Corpora: On-line KWIC system in PHP

Sat Jan 6 08:57:18 UTC 2001

Mark Davies said:

> A while back I posted a notice about a web-accessible corpus of Spanish
> texts that works on more or less the same basis as what you've...

I visited your page and it is also fast from this part of the world (Japan).

> The speed is quite good -- about 1-2 seconds for most searches -- which
> compares nicely with the solution that you've suggested.  In addition, the
> SQL Server approach is quite scalable.  Searches on a 200 million word
> corpus of Modern Portuguese (http://mdavies.for.ilstu.edu/corpus/publico)
> are nearly as fast -- less than 5-10 seconds for nearly all searches.

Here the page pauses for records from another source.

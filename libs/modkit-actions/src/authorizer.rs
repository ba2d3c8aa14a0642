//! Scoped Authorizer: decides `can <action> [own|any] <entity>` for one
//! (entity, action) pair.

use std::collections::HashSet;
use std::fmt;
use std::sync::Arc;

use async_trait::async_trait;
use futures::future::BoxFuture;
use modkit_security::{OwnershipScope, ScopedPermission, SecurityContext, Subject};
use sea_orm::DatabaseTransaction;
use serde_json::Value;

use crate::actions::getter::Getter;
use crate::actions::{ActionContext, EntityAction};
use crate::error::ActionError;
use crate::query::{ColumnStyle, assemble, bulk_where};
use crate::record::{Record, aggregate_keys};

/// Loads the persisted record(s) an ownership check reads, given the request args.
pub type RecordFetcher = Arc<dyn Fn(Record) -> BoxFuture<'static, Result<Vec<Record>, ActionError>> + Send + Sync>;

/// Where ownership of the target is read from.
#[derive(Debug, Clone, PartialEq, Eq)]
pub enum Ownership {
    /// Scoped, but ownership is never established: only `any` grants pass.
    Unresolved,
    /// An argument of the request holds the owner id.
    Arg(String),
    /// A column of the persisted record holds the owner id.
    Column(String),
}

#[derive(Clone)]
pub struct ScopedAuthorizer {
    ctx: ActionContext,
    action: String,
    scope: Option<Ownership>,
    fetcher: Option<RecordFetcher>,
}

impl fmt::Debug for ScopedAuthorizer {
    fn fmt(&self, f: &mut fmt::Formatter<'_>) -> fmt::Result {
        f.debug_struct("ScopedAuthorizer")
            .field("entity", &self.ctx.descriptor.entity_name())
            .field("action", &self.action)
            .field("scope", &self.scope)
            .field("fetcher", &self.fetcher.is_some())
            .finish_non_exhaustive()
    }
}

/// Security context carried in dynamic args under `_subject`,
/// `_subjectIsAdmin` and `_subjectPermissions`.
///
/// Permissions may be a list of strings or an object keyed by them.
/// Strings that do not parse are ignored.
#[must_use]
pub fn security_from_args(args: &Record) -> SecurityContext {
    let mut builder = SecurityContext::builder()
        .admin(args.get("_subjectIsAdmin").and_then(Value::as_bool).unwrap_or(false));
    match args.get("_subject") {
        Some(Value::String(id)) => builder = builder.subject(Subject::new(id.as_str())),
        Some(Value::Number(id)) => builder = builder.subject(Subject::new(id.to_string())),
        _ => {}
    }
    let names: Vec<&str> = match args.get("_subjectPermissions") {
        Some(Value::Array(items)) => items.iter().filter_map(Value::as_str).collect(),
        Some(Value::Object(map)) => map.keys().map(String::as_str).collect(),
        _ => Vec::new(),
    };
    let parsed = names.into_iter().filter_map(|name| match name.parse::<ScopedPermission>() {
        Ok(p) => Some(p),
        Err(err) => {
            tracing::debug!(permission = name, error = %err, "ignoring malformed permission");
            None
        }
    });
    builder.permissions(parsed).build()
}

fn is_owner(security: &SecurityContext, owner: Option<&Value>) -> bool {
    match (security.subject(), owner) {
        (Some(subject), Some(owner)) => subject.is_owner(owner),
        _ => false,
    }
}

impl ScopedAuthorizer {
    /// Authorizer checking the flat `can <action> <entity>` permission.
    #[must_use]
    pub fn unscoped(ctx: ActionContext, action: &str) -> Self {
        Self {
            ctx,
            action: action.to_owned(),
            scope: None,
            fetcher: None,
        }
    }

    /// Authorizer resolving `own` or `any` through `ownership`.
    #[must_use]
    pub fn scoped(ctx: ActionContext, action: &str, ownership: Ownership) -> Self {
        Self {
            scope: Some(ownership),
            ..Self::unscoped(ctx, action)
        }
    }

    /// Replace the default record lookup of column-based checks.
    #[must_use]
    pub fn with_fetcher(mut self, fetcher: RecordFetcher) -> Self {
        self.fetcher = Some(fetcher);
        self
    }

    #[must_use]
    pub fn action(&self) -> &str {
        &self.action
    }

    fn is_bulk(&self) -> bool {
        self.action.starts_with("bulk")
    }

    fn permission(&self, scope: OwnershipScope) -> ScopedPermission {
        ScopedPermission::scoped(&self.action, scope, self.ctx.descriptor.entity_name())
    }

    fn forbidden(&self) -> ActionError {
        ActionError::Forbidden(format!(
            "You do not have permission to {} this {}",
            self.action,
            self.ctx.descriptor.noun()
        ))
    }

    fn decide(&self, security: &SecurityContext, owned: bool) -> bool {
        let scope = if owned { OwnershipScope::Own } else { OwnershipScope::Any };
        security.allows(&self.permission(scope))
    }

    fn bulk_records(&self, args: &Record) -> Vec<Record> {
        match args.get(self.ctx.descriptor.records_key()) {
            Some(Value::Array(items)) => items.iter().filter_map(|v| v.as_object().cloned()).collect(),
            _ => Vec::new(),
        }
    }

    async fn fetch(&self, args: &Record, tx: Option<&DatabaseTransaction>) -> Result<Vec<Record>, ActionError> {
        if let Some(fetcher) = &self.fetcher {
            return fetcher(args.clone()).await;
        }
        let runner = self.ctx.runner(tx);
        if !self.is_bulk() {
            let row = Getter::new(self.ctx.clone()).fetch(runner, args).await?;
            return Ok(row.into_iter().collect());
        }
        let d = &self.ctx.descriptor;
        let records = self.bulk_records(args);
        let filter = bulk_where(&records, d.keys(), ColumnStyle::Qualified(d.aliases(), d.entity_name()), false);
        Ok(runner.fetch_all(&assemble(d, filter)).await?)
    }

    /// Number of distinct targets a bulk request names.
    fn target_count(&self, args: &Record) -> usize {
        let keys = self.ctx.descriptor.keys();
        self.bulk_records(args)
            .iter()
            .map(|r| aggregate_keys(r, keys, "\u{1f}"))
            .collect::<HashSet<_>>()
            .len()
    }

    async fn owned_by_column(
        &self,
        security: &SecurityContext,
        column: &str,
        args: &Record,
        tx: Option<&DatabaseTransaction>,
    ) -> Result<bool, ActionError> {
        let rows = self.fetch(args, tx).await?;
        let expected = if self.is_bulk() { self.target_count(args) } else { 1 };
        if rows.is_empty() || rows.len() < expected {
            return Err(self.forbidden());
        }
        Ok(rows.iter().all(|row| is_owner(security, row.get(column))))
    }

    fn owned_by_arg(&self, security: &SecurityContext, arg: &str, args: &Record) -> bool {
        if !self.is_bulk() {
            return is_owner(security, args.get(arg));
        }
        let top_level = args.get(arg).is_none_or(|owner| is_owner(security, Some(owner)));
        top_level
            && self
                .bulk_records(args)
                .iter()
                .all(|record| is_owner(security, record.get(arg)))
    }

    /// Whether `security` may perform the action on the target of `args`.
    ///
    /// Administrators always pass. An `any` grant covers owned targets too.
    /// Bulk requests need `any` as soon as one target is not owned, and an
    /// empty bulk list is denied.
    ///
    /// # Errors
    /// `Forbidden` when a column-based check cannot find every target record;
    /// store failures while fetching them.
    #[tracing::instrument(
        name = "can_access",
        skip_all,
        fields(entity = %self.ctx.descriptor.entity_name(), action = %self.action)
    )]
    pub async fn can_access(
        &self,
        security: &SecurityContext,
        args: &Record,
        tx: Option<&DatabaseTransaction>,
    ) -> Result<bool, ActionError> {
        if security.is_admin() {
            return Ok(true);
        }
        let Some(ownership) = &self.scope else {
            let flat = ScopedPermission::unscoped(&self.action, self.ctx.descriptor.entity_name());
            return Ok(security.allows(&flat));
        };
        if self.is_bulk() && self.bulk_records(args).is_empty() {
            tracing::debug!("empty bulk list denied");
            return Ok(false);
        }
        let owned = match ownership {
            Ownership::Unresolved => false,
            Ownership::Arg(arg) => self.owned_by_arg(security, arg, args),
            Ownership::Column(column) => self.owned_by_column(security, column, args, tx).await?,
        };
        let allowed = self.decide(security, owned);
        tracing::debug!(owned, allowed, "access decided");
        Ok(allowed)
    }
}

#[async_trait]
impl EntityAction for ScopedAuthorizer {
    fn name(&self) -> &str {
        "canAccess"
    }

    async fn invoke(&self, args: Record, tx: Option<&DatabaseTransaction>) -> Result<Value, ActionError> {
        let security = security_from_args(&args);
        Ok(Value::Bool(self.can_access(&security, &args, tx).await?))
    }
}

#[cfg(test)]
#[cfg_attr(coverage_nightly, coverage(off))]
mod tests {
    use super::*;
    use serde_json::json;

    fn rec(v: Value) -> Record {
        v.as_object().cloned().unwrap()
    }

    #[test]
    fn security_is_read_from_reserved_args() {
        let sec = security_from_args(&rec(json!({
            "_subject": 7,
            "_subjectIsAdmin": false,
            "_subjectPermissions": ["can update own person", "not a permission"],
        })));
        assert_eq!(sec.subject().map(Subject::id), Some("7"));
        assert!(!sec.is_admin());
        assert_eq!(sec.permissions().len(), 1);
        assert!(sec.allows(&ScopedPermission::scoped("update", OwnershipScope::Own, "person")));
    }

    #[test]
    fn permissions_may_be_an_object_map() {
        let sec = security_from_args(&rec(json!({
            "_subject": "u1",
            "_subjectPermissions": {"can list person": true},
        })));
        assert!(sec.allows(&ScopedPermission::unscoped("list", "person")));
    }

    #[test]
    fn missing_subject_owns_nothing() {
        let sec = security_from_args(&Record::new());
        assert!(!is_owner(&sec, Some(&json!(1))));
    }
}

Well, for small corpora, say few millions words processing flat files in
ASCII is not so slow. After your mail, I have tested (using the function
microtime() ) the response time (from the keyword input until the last
concordance line is printed out) for Don Quijote (about 2Mb) and the results
were about 0.4sec to 0.6sec (in "plain" PHP4 without optimizer) or 4 seconds
(in older PHP3, unfortunately it is the test page that I posted). Getting
more than 1200 matches of the Spanish article "el" in a smaller file (La
Gaviota, 0.5Mb) took about 1.3 sec. (PHP3) and about 0.8 sec. for not so
frequent keywords. But with PHP4 I had a response time of less than 0.07
sec. in almost any case. In a near future I will (try to) install the Zend
Optimizer, Cache and Loader so the response times will be faster even with
heavy traffic. I will report the results in this list if there is some
interest.

> What would be interesting is to use the PHP/mySQL approach with a large
> database -- 50 million words or more -- and see what the performance is
> like.  If it's still fast -- like what you have right now -- then I think
> that it would be an ideal solution for the NT platform.  And of course one
> of the main advantages of the PHP/mySQL solution is the cost (or lack of
> cost :), as compared to the NT Server / SQL Server approach, which can be
a
> bit pricey.

Yes it would be very interesting. I don't have such a big corpus, but in the
near future I would like to test it if not with a Spanish corpora, I could
manage it with any other available corpora, perhaps Japanese. Of course,
when PHP is used with MySQL, code must be different in order to get a better
performance.

As you pointed out, one of the main advantages of this type of approach is
the lack of cost. Any student can install the whole system in a 500$ PC
(just hardaware) and it works flawlessly. It also works in Windows98 and
other platforms.

One other interesting point is that propietary software could be like a
black box, but when using open source software you know what is inside and
can modify it (only sometimes;-).  Perhaps we will have to try different
approaches for different purposes.

Antonio Ruiz Tinoco
Sophia University, Tokyo
a-ruiz at hoffman.cc.sophia.ac.jp